• [Your instructions] Reproduce the whole listing below exactly.

• [Recorded information]
════

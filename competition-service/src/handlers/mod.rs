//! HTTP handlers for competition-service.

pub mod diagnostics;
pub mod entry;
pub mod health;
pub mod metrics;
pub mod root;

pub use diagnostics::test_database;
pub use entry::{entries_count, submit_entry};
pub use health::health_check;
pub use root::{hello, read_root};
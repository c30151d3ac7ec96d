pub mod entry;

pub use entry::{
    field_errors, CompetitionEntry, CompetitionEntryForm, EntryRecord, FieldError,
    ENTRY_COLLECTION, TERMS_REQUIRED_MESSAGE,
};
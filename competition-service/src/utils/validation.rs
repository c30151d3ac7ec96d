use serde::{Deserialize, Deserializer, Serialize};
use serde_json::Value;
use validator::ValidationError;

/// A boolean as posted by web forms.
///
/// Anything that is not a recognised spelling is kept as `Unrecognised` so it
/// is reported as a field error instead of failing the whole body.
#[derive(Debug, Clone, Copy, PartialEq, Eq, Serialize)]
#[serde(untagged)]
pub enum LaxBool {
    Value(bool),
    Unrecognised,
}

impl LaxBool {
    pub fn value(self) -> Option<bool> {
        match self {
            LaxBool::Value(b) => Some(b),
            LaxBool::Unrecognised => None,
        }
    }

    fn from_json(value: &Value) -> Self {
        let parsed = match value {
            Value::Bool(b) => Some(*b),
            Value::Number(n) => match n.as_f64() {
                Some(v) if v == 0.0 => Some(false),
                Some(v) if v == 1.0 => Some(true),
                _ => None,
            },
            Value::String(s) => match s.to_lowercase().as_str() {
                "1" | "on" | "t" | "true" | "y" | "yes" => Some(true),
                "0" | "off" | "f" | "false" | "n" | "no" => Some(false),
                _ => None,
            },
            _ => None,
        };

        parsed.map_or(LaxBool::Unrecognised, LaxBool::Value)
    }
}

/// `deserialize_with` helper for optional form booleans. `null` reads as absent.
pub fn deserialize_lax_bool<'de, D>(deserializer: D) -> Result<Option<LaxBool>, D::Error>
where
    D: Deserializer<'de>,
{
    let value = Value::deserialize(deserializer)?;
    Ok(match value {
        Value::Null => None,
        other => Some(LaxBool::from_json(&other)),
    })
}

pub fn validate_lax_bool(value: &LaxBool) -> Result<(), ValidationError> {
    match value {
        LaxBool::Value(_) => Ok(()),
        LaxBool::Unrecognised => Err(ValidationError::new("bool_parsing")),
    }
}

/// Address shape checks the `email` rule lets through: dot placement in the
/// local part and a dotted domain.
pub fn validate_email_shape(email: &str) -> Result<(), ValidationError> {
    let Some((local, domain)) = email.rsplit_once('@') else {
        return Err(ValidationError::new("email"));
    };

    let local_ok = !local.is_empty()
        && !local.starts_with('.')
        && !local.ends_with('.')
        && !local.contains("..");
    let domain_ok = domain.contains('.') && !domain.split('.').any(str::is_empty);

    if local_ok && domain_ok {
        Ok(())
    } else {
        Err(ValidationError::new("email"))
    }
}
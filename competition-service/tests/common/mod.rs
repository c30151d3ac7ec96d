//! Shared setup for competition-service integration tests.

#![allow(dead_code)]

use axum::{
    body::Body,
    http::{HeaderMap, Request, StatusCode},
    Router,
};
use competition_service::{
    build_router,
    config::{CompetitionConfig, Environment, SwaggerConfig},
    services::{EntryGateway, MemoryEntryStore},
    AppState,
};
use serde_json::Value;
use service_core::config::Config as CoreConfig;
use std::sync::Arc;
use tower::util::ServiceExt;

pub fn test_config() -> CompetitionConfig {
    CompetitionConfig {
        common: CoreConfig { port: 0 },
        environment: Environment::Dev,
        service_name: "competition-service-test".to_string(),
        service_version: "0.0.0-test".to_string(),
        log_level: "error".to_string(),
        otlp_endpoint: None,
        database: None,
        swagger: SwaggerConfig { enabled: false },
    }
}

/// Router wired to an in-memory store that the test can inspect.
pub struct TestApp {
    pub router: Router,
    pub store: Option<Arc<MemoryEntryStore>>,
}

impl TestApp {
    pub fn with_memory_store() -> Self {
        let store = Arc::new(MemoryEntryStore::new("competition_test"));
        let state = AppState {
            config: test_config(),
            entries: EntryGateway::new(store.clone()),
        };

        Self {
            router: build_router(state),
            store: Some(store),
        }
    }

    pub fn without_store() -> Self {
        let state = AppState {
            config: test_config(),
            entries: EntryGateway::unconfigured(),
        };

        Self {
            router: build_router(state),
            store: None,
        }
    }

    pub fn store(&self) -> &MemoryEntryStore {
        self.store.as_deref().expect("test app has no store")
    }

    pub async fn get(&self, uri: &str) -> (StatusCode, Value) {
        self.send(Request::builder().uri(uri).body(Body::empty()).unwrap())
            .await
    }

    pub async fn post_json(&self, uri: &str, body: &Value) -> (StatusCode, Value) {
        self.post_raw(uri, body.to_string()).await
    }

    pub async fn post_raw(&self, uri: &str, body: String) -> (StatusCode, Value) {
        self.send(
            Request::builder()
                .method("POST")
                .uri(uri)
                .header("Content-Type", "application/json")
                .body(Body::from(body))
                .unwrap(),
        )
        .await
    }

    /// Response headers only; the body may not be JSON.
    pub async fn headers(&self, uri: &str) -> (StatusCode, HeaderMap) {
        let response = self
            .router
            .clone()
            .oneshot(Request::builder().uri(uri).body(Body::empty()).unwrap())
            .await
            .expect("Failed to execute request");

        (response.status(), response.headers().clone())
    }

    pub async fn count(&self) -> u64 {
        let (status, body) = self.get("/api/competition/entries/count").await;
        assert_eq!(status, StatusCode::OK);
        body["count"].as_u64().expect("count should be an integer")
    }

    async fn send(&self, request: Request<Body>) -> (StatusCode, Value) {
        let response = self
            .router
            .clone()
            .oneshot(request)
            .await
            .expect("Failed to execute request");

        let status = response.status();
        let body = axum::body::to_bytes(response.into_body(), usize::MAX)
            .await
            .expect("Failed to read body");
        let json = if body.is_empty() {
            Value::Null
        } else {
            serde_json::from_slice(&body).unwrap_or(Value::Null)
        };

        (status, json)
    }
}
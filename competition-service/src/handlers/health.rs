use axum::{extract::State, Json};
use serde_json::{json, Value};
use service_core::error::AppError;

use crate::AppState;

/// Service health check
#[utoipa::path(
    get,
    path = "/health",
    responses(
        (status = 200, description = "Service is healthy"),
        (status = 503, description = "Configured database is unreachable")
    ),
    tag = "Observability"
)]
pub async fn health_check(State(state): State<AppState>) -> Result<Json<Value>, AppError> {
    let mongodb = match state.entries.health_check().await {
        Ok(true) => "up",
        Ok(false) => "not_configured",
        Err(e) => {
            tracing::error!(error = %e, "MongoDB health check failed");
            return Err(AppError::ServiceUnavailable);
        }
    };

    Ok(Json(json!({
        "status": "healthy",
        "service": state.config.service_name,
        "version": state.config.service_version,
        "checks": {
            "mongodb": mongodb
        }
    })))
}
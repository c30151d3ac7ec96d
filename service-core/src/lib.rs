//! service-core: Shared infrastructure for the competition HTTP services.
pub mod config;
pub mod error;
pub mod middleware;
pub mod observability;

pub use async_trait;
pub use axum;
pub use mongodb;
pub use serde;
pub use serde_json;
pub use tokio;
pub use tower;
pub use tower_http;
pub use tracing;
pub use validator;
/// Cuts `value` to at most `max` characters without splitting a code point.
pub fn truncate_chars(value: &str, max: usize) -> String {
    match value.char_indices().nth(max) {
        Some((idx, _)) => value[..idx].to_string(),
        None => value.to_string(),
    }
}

════

• [Exercise response]
filename competition-service/src/handlers/mod.rs
//! HTTP handlers for competition-service.

pub mod diagnostics;
pub mod entry;
pub mod health;
pub mod metrics;
pub mod root;

pub use diagnostics::test_database;
pub use entry::{entries_count, submit_entry};
pub use health::health_check;
pub use root::{hello, read_root};
repository c30151d3ac7ec96d
pub mod entry;

pub use entry::{
    field_errors, CompetitionEntry, CompetitionEntryForm, EntryRecord, FieldError,
    ENTRY_COLLECTION, TERMS_REQUIRED_MESSAGE,
};
filename competition-service/src/utils/validation.rs
repository c30151d3ac7ec96d
use serde::{Deserialize, Deserializer, Serialize};
use serde_json::Value;
use validator::ValidationError;

/// A boolean as posted by web forms.
///
/// Anything that is not a recognised spelling is kept as `Unrecognised` so it
/// is reported as a field error instead of failing the whole body.
#[derive(Debug, Clone, Copy, PartialEq, Eq, Serialize)]
#[serde(untagged)]
pub enum LaxBool {
    Value(bool),
    Unrecognised,
}

impl LaxBool {
    pub fn value(self) -> Option<bool> {
        match self {
            LaxBool::Value(b) => Some(b),
            LaxBool::Unrecognised => None,
        }
    }

    fn from_json(value: &Value) -> Self {
        let parsed = match value {
            Value::Bool(b) => Some(*b),
            Value::Number(n) => match n.as_f64() {
                Some(v) if v == 0.0 => Some(false),
                Some(v) if v == 1.0 => Some(true),
                _ => None,
            },
            Value::String(s) => match s.to_lowercase().as_str() {
                "1" | "on" | "t" | "true" | "y" | "yes" => Some(true),
                "0" | "off" | "f" | "false" | "n" | "no" => Some(false),
                _ => None,
            },
            _ => None,
        };

        parsed.map_or(LaxBool::Unrecognised, LaxBool::Value)
    }
}

/// `deserialize_with` helper for optional form booleans. `null` reads as absent.
pub fn deserialize_lax_bool<'de, D>(deserializer: D) -> Result<Option<LaxBool>, D::Error>
where
    D: Deserializer<'de>,
{
    let value = Value::deserialize(deserializer)?;
    Ok(match value {
        Value::Null => None,
        other => Some(LaxBool::from_json(&other)),
    })
}

pub fn validate_lax_bool(value: &LaxBool) -> Result<(), ValidationError> {
    match value {
        LaxBool::Value(_) => Ok(()),
        LaxBool::Unrecognised => Err(ValidationError::new("bool_parsing")),
    }
}

/// Address shape checks the `email` rule lets through: dot placement in the
/// local part and a dotted domain.
pub fn validate_email_shape(email: &str) -> Result<(), ValidationError> {
    let Some((local, domain)) = email.rsplit_once('@') else {
        return Err(ValidationError::new("email"));
    };

    let local_ok = !local.is_empty()
        && !local.starts_with('.')
        && !local.ends_with('.')
        && !local.contains("..");
    let domain_ok = domain.contains('.') && !domain.split('.').any(str::is_empty);

    if local_ok && domain_ok {
        Ok(())
    } else {
        Err(ValidationError::new("email"))
    }
}
filename competition-service/tests/common/mod.rs
repository c30151d3ac7ec96d
//! Shared setup for competition-service integration tests.

#![allow(dead_code)]

use axum::{
    body::Body,
    http::{HeaderMap, Request, StatusCode},
    Router,
};
use competition_service::{
    build_router,
    config::{CompetitionConfig, Environment, SwaggerConfig},
    services::{EntryGateway, MemoryEntryStore},
    AppState,
};
use serde_json::Value;
use service_core::config::Config as CoreConfig;
use std::sync::Arc;
use tower::util::ServiceExt;

pub fn test_config() -> CompetitionConfig {
    CompetitionConfig {
        common: CoreConfig { port: 0 },
        environment: Environment::Dev,
        service_name: "competition-service-test".to_string(),
        service_version: "0.0.0-test".to_string(),
        log_level: "error".to_string(),
        otlp_endpoint: None,
        database: None,
        swagger: SwaggerConfig { enabled: false },
    }
}

/// Router wired to an in-memory store that the test can inspect.
pub struct TestApp {
    pub router: Router,
    pub store: Option<Arc<MemoryEntryStore>>,
}

impl TestApp {
    pub fn with_memory_store() -> Self {
        let store = Arc::new(MemoryEntryStore::new("competition_test"));
        let state = AppState {
            config: test_config(),
            entries: EntryGateway::new(store.clone()),
        };

        Self {
            router: build_router(state),
            store: Some(store),
        }
    }

    pub fn without_store() -> Self {
        let state = AppState {
            config: test_config(),
            entries: EntryGateway::unconfigured(),
        };

        Self {
            router: build_router(state),
            store: None,
        }
    }

    pub fn store(&self) -> &MemoryEntryStore {
        self.store.as_deref().expect("test app has no store")
    }

    pub async fn get(&self, uri: &str) -> (StatusCode, Value) {
        self.send(Request::builder().uri(uri).body(Body::empty()).unwrap())
            .await
    }

    pub async fn post_json(&self, uri: &str, body: &Value) -> (StatusCode, Value) {
        self.post_raw(uri, body.to_string()).await
    }

    pub async fn post_raw(&self, uri: &str, body: String) -> (StatusCode, Value) {
        self.send(
            Request::builder()
                .method("POST")
                .uri(uri)
                .header("Content-Type", "application/json")
                .body(Body::from(body))
                .unwrap(),
        )
        .await
    }

    /// Response headers only; the body may not be JSON.
    pub async fn headers(&self, uri: &str) -> (StatusCode, HeaderMap) {
        let response = self
            .router
            .clone()
            .oneshot(Request::builder().uri(uri).body(Body::empty()).unwrap())
            .await
            .expect("Failed to execute request");

        (response.status(), response.headers().clone())
    }

    pub async fn count(&self) -> u64 {
        let (status, body) = self.get("/api/competition/entries/count").await;
        assert_eq!(status, StatusCode::OK);
        body["count"].as_u64().expect("count should be an integer")
    }

    async fn send(&self, request: Request<Body>) -> (StatusCode, Value) {
        let response = self
            .router
            .clone()
            .oneshot(request)
            .await
            .expect("Failed to execute request");

        let status = response.status();
        let body = axum::body::to_bytes(response.into_body(), usize::MAX)
            .await
            .expect("Failed to read body");
        let json = if body.is_empty() {
            Value::Null
        } else {
            serde_json::from_slice(&body).unwrap_or(Value::Null)
        };

        (status, json)
    }
}
filename competition-service/src/handlers/health.rs
use axum::{extract::State, Json};
use serde_json::{json, Value};
use service_core::error::AppError;

use crate::AppState;

/// Service health check
#[utoipa::path(
    get,
    path = "/health",
    responses(
        (status = 200, description = "Service is healthy"),
        (status = 503, description = "Configured database is unreachable")
    ),
    tag = "Observability"
)]
pub async fn health_check(State(state): State<AppState>) -> Result<Json<Value>, AppError> {
    let mongodb = match state.entries.health_check().await {
        Ok(true) => "up",
        Ok(false) => "not_configured",
        Err(e) => {
            tracing::error!(error = %e, "MongoDB health check failed");
            return Err(AppError::ServiceUnavailable);
        }
    };

    Ok(Json(json!({
        "status": "healthy",
        "service": state.config.service_name,
        "version": state.config.service_version,
        "checks": {
            "mongodb": mongodb
        }
    })))
}
repository c30151d3ac7ec96d
filename service-core/src/lib.rs
//! service-core: Shared infrastructure for the competition HTTP services.
pub mod config;
pub mod error;
pub mod middleware;
pub mod observability;

pub use async_trait;
pub use axum;
pub use mongodb;
pub use serde;
pub use serde_json;
pub use tokio;
pub use tower;
pub use tower_http;
pub use tracing;
pub use validator;
/// Cuts `value` to at most `max` characters without splitting a code point.
pub fn truncate_chars(value: &str, max: usize) -> String {
    match value.char_indices().nth(max) {
        Some((idx, _)) => value[..idx].to_string(),
        None => value.to_string(),
    }
}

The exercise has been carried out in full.